Dataset items
══════

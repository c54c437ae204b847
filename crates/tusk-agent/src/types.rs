//! Wire-neutral conversation types
//!
//! These are the only shapes the engine understands. Each provider maps
//! them to its own request/response format.

use serde::{Deserialize, Serialize};
use serde_json::{Map, Value};

/// Conversation role
#[derive(Debug, Clone, Copy, PartialEq, Eq, Serialize, Deserialize)]
#[serde(rename_all = "lowercase")]
pub enum Role {
    System,
    User,
    Assistant,
    Tool,
}

impl Role {
    pub fn as_str(self) -> &'static str {
        match self {
            Role::System => "system",
            Role::User => "user",
            Role::Assistant => "assistant",
            Role::Tool => "tool",
        }
    }
}

/// One entry of the conversation history
#[derive(Debug, Clone, Serialize, Deserialize)]
pub struct Message {
    pub role: Role,
    pub content: String,
    /// Function calls the assistant asked for in this turn
    #[serde(default, skip_serializing_if = "Vec::is_empty")]
    pub tool_calls: Vec<ToolCall>,
    /// For [`Role::Tool`] messages: the call this result answers
    #[serde(default, skip_serializing_if = "Option::is_none")]
    pub tool_call_id: Option<String>,
}

impl Message {
    pub fn system(content: impl Into<String>) -> Self {
        Self::plain(Role::System, content)
    }

    pub fn user(content: impl Into<String>) -> Self {
        Self::plain(Role::User, content)
    }

    pub fn assistant(content: impl Into<String>) -> Self {
        Self::plain(Role::Assistant, content)
    }

    pub fn tool(content: impl Into<String>, call_id: impl Into<String>) -> Self {
        Self {
            role: Role::Tool,
            content: content.into(),
            tool_calls: Vec::new(),
            tool_call_id: Some(call_id.into()),
        }
    }

    fn plain(role: Role, content: impl Into<String>) -> Self {
        Self {
            role,
            content: content.into(),
            tool_calls: Vec::new(),
            tool_call_id: None,
        }
    }
}

/// A structured function call emitted by the model
#[derive(Debug, Clone, Serialize, Deserialize)]
pub struct ToolCall {
    pub id: String,
    pub name: String,
    pub arguments: Map<String, Value>,
}

/// Schema of one callable command, as advertised to the model
#[derive(Debug, Clone)]
pub struct ToolSpec {
    pub name: String,
    pub description: String,
    /// Ordered parameter list; `None` means the schema omits parameters
    /// entirely (commands with zero arguments)
    pub params: Option<Vec<ToolParam>>,
}

/// One string-typed tool parameter
#[derive(Debug, Clone)]
pub struct ToolParam {
    pub name: String,
    pub description: String,
    pub required: bool,
}

impl ToolSpec {
    /// JSON Schema object for the parameter list, or `None` when the tool
    /// declares no parameters
    pub fn parameters_schema(&self) -> Option<Value> {
        let params = self.params.as_ref()?;
        let mut properties = Map::new();
        let mut required = Vec::new();
        for p in params {
            properties.insert(
                p.name.clone(),
                serde_json::json!({ "type": "string", "description": p.description }),
            );
            if p.required {
                required.push(Value::String(p.name.clone()));
            }
        }
        let mut schema = Map::new();
        schema.insert("type".into(), Value::String("object".into()));
        schema.insert("properties".into(), Value::Object(properties));
        if !required.is_empty() {
            schema.insert("required".into(), Value::Array(required));
        }
        Some(Value::Object(schema))
    }
}

/// Token and cost accounting for one backend exchange
#[derive(Debug, Clone, Copy, Default, PartialEq)]
pub struct Usage {
    pub input_tokens: u64,
    pub output_tokens: u64,
    pub total_tokens: u64,
    pub cost: f64,
}

impl Usage {
    pub fn accumulate(&mut self, other: &Usage) {
        self.input_tokens += other.input_tokens;
        self.output_tokens += other.output_tokens;
        self.total_tokens += other.total_tokens;
        self.cost += other.cost;
    }

    pub fn is_zero(&self) -> bool {
        self.input_tokens == 0 && self.output_tokens == 0
    }
}

/// Final result of a chat turn, after the tool loop converged
#[derive(Debug, Clone)]
pub struct ChatOutcome {
    pub text: String,
    pub finish_reason: String,
    pub usage: Usage,
}

#[cfg(test)]
mod tests {
    use super::*;

    #[test]
    fn zero_param_tool_omits_schema() {
        let spec = ToolSpec {
            name: "projects".into(),
            description: "List all projects".into(),
            params: None,
        };
        assert!(spec.parameters_schema().is_none());
    }

    #[test]
    fn parameters_schema_lists_required() {
        let spec = ToolSpec {
            name: "task".into(),
            description: "Add a task".into(),
            params: Some(vec![
                ToolParam {
                    name: "project_id".into(),
                    description: "The project".into(),
                    required: true,
                },
                ToolParam {
                    name: "note".into(),
                    description: "Optional note".into(),
                    required: false,
                },
            ]),
        };
        let schema = spec.parameters_schema().unwrap();
        assert_eq!(schema["type"], "object");
        assert_eq!(schema["properties"]["project_id"]["type"], "string");
        assert_eq!(schema["required"], serde_json::json!(["project_id"]));
    }
}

══════

■ TASK OBJECTIVE
Go through the data, and copy each line in which the word "insert" appears.

■ WRITTEN RESPONSE
            properties.insert(
        schema.insert("type".into(), Value::String("object".into()));
        schema.insert("properties".into(), Value::Object(properties));
            schema.insert("required".into(), Value::Array(required));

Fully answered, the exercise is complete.